[Dataset excerpts]
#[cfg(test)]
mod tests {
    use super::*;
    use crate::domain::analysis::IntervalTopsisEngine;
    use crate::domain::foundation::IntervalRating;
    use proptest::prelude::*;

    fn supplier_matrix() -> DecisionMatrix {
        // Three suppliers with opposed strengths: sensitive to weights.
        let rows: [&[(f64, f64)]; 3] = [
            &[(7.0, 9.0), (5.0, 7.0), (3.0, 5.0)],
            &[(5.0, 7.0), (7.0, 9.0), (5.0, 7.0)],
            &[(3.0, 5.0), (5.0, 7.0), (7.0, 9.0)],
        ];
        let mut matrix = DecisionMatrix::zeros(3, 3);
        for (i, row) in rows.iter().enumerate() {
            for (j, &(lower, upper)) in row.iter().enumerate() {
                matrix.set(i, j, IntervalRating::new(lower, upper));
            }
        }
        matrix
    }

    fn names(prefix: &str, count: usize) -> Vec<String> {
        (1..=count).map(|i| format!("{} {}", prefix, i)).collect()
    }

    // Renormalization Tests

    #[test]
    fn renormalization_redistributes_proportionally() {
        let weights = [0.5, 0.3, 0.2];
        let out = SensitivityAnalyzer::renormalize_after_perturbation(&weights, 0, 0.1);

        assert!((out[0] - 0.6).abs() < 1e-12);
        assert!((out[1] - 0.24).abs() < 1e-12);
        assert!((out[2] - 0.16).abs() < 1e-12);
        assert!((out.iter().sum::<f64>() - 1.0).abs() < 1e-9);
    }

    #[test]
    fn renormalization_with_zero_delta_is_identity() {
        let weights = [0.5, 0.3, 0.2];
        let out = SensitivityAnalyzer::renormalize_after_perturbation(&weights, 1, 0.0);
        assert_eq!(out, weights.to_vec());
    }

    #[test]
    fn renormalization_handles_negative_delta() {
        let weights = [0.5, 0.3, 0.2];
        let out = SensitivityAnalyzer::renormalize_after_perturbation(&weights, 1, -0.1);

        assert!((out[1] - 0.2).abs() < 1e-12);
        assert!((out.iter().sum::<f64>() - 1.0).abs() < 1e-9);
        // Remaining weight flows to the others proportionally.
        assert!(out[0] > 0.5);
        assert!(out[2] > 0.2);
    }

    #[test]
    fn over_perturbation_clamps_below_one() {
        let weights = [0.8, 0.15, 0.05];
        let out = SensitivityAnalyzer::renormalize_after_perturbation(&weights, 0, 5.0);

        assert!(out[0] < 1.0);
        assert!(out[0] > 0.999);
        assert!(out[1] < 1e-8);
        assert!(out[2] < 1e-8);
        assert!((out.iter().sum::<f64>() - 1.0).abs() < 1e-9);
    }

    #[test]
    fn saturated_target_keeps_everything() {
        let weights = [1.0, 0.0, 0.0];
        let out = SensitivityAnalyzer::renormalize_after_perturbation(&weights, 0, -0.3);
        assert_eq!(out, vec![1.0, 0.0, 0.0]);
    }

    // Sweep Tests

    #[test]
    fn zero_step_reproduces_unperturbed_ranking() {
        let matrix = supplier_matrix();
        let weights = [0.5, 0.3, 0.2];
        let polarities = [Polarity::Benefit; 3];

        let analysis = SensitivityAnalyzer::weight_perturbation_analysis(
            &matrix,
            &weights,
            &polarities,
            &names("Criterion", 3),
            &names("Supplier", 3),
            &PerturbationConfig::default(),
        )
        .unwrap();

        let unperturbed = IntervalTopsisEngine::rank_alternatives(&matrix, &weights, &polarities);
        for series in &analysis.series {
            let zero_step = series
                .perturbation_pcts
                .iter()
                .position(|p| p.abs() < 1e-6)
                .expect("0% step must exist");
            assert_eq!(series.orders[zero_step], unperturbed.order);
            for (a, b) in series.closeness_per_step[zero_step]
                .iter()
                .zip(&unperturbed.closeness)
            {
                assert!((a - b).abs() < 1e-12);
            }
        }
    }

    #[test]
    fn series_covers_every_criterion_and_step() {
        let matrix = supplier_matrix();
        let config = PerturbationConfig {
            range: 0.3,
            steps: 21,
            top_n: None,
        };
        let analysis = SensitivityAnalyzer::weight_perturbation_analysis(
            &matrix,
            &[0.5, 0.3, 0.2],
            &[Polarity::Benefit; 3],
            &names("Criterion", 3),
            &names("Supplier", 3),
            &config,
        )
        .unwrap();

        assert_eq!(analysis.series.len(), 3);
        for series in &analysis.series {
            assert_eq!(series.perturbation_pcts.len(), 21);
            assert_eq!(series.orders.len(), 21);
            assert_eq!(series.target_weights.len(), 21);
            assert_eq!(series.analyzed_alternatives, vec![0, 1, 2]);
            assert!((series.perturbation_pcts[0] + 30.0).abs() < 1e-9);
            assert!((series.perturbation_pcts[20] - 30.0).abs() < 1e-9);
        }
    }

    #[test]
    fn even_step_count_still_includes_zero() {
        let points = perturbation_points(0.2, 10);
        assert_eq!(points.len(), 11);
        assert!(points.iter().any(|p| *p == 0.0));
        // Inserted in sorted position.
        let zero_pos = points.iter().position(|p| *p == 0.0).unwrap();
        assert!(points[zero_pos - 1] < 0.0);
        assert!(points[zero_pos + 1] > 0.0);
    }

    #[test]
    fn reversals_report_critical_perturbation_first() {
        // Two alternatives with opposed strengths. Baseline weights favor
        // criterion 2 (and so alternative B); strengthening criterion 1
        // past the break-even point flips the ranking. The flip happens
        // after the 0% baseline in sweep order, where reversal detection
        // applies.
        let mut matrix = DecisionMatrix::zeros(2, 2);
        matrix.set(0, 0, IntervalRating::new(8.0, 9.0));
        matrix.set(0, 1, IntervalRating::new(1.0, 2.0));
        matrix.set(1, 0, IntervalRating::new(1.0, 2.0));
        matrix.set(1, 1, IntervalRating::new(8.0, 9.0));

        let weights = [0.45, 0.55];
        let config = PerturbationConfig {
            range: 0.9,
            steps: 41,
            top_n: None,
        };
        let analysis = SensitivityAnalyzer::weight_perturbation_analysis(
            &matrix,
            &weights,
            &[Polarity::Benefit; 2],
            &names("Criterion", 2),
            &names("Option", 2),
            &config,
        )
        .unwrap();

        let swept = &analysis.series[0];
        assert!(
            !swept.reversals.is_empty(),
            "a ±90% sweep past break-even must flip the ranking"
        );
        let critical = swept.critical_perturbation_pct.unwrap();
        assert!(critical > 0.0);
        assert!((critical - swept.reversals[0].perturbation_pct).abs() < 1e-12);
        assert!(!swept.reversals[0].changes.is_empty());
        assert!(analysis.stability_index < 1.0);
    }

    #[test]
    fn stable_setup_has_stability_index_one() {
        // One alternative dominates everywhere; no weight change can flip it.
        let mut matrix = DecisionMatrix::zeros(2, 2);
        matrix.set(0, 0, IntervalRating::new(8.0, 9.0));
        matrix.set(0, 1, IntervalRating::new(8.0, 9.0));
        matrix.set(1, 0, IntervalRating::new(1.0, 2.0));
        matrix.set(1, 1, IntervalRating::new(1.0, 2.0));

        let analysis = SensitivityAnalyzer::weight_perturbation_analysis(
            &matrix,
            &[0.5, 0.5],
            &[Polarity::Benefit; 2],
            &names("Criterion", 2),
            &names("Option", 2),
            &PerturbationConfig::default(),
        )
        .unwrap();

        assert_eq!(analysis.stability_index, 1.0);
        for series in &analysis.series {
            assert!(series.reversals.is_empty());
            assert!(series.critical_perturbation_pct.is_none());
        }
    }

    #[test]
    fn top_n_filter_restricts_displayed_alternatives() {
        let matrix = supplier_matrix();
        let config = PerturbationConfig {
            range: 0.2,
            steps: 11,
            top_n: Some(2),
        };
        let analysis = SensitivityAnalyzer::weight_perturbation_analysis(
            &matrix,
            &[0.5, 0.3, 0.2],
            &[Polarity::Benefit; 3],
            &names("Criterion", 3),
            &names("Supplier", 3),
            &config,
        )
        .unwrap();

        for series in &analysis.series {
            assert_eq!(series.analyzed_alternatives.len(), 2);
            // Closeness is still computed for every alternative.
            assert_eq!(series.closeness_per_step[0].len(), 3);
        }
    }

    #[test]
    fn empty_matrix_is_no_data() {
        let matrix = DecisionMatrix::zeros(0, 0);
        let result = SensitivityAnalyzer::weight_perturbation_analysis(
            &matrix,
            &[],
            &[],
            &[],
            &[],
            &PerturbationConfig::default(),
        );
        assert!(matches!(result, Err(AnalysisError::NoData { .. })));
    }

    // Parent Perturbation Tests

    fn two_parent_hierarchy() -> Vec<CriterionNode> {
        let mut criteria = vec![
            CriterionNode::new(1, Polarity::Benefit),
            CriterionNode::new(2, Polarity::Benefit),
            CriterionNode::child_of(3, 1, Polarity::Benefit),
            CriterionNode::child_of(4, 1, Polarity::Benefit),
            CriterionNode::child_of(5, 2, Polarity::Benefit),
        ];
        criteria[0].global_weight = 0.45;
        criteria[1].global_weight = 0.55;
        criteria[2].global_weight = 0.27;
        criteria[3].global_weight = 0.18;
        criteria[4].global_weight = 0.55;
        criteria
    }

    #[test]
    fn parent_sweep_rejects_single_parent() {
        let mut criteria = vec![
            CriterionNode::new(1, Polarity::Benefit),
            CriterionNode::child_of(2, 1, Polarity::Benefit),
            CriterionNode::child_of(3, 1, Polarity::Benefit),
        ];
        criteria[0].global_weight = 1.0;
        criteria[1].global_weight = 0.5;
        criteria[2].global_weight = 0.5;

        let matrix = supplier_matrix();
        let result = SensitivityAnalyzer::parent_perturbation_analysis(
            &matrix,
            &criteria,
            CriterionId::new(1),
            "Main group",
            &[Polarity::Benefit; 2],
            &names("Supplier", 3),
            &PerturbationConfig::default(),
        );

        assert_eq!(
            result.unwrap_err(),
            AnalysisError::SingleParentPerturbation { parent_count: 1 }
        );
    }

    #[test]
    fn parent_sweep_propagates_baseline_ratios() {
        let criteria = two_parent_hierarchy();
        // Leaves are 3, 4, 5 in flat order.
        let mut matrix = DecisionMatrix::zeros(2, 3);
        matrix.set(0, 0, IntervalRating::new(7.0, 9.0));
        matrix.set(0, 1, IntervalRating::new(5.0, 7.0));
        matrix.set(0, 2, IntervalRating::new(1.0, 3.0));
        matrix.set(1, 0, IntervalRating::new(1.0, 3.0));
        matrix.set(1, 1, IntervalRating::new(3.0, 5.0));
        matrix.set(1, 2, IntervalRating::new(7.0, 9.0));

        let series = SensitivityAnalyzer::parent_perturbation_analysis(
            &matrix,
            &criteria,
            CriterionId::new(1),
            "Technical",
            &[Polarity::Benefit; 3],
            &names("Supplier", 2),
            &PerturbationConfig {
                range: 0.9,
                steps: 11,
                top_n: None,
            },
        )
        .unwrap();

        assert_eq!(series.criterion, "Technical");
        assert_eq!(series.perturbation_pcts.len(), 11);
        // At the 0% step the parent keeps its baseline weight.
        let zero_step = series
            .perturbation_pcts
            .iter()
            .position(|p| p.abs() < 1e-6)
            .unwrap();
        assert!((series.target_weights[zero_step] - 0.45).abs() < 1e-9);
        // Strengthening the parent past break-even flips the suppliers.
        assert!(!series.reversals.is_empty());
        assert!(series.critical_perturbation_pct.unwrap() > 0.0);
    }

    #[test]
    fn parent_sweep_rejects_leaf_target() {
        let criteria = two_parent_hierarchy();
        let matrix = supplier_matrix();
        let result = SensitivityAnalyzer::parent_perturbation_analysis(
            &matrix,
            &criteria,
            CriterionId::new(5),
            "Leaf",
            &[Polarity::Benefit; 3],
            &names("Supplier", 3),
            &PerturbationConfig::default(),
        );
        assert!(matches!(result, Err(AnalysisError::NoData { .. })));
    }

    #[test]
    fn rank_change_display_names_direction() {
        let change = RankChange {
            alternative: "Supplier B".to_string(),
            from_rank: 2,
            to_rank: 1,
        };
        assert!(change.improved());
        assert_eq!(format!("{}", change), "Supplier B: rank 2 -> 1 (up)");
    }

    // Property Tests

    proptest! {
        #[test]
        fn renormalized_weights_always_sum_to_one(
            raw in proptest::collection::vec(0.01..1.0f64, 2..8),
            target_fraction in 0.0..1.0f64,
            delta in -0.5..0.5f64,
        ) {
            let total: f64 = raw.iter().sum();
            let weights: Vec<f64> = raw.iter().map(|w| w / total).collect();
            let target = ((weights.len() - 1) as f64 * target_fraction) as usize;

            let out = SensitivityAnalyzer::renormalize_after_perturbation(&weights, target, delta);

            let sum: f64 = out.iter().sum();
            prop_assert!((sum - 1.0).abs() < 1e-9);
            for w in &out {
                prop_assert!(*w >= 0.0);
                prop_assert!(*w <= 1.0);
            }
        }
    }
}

**Task description:**
Copy from the entries only those lines that hold the word "orders".

**Solution below:**
            assert_eq!(series.orders[zero_step], unperturbed.order);
            assert_eq!(series.orders.len(), 21);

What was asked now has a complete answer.